• [Task prompt]: Scan the records and identify every line in which the string "login" occurs, then return those lines.

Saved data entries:
━━━━

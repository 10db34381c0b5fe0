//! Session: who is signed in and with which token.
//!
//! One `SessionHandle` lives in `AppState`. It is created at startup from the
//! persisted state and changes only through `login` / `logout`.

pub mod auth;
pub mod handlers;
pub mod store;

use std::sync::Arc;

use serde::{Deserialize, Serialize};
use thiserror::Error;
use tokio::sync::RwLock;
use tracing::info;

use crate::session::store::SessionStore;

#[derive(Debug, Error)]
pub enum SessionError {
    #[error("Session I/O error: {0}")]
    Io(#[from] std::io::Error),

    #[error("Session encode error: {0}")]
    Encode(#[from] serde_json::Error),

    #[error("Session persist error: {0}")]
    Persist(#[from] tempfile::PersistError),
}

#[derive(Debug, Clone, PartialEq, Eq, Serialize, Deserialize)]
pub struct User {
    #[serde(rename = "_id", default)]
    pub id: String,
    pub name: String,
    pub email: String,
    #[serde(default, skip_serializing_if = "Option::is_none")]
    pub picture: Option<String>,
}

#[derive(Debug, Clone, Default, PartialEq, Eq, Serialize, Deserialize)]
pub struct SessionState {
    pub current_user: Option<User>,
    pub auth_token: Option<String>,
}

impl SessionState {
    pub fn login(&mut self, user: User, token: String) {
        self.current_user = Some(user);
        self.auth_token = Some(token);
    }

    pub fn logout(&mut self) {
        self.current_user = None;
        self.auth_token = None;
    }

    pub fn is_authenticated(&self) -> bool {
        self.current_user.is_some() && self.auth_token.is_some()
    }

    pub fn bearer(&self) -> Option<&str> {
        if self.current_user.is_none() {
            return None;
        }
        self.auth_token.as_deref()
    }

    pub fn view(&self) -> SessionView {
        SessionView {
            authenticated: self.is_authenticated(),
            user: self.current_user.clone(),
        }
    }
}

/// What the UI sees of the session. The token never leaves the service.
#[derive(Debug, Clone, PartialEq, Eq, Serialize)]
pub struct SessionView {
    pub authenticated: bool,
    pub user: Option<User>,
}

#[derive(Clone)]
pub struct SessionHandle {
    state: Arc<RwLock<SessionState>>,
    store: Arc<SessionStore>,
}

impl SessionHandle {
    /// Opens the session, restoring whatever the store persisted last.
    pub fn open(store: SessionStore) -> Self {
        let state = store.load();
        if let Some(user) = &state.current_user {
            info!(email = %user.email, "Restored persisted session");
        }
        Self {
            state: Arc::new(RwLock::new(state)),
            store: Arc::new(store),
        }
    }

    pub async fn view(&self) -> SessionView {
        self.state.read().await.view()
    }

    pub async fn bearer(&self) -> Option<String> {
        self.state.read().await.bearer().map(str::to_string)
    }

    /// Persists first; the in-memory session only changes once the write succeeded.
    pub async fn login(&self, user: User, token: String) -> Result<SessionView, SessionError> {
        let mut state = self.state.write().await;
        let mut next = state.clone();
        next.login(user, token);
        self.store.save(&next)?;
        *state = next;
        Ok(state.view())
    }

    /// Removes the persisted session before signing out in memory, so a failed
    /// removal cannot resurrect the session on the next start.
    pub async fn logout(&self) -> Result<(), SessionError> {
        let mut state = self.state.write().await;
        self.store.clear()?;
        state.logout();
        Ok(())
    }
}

━━━━

• [Output of the task]:
//! persisted state and changes only through `login` / `logout`.
    pub fn login(&mut self, user: User, token: String) {
    pub async fn login(&self, user: User, token: String) -> Result<SessionView, SessionError> {
        next.login(user, token);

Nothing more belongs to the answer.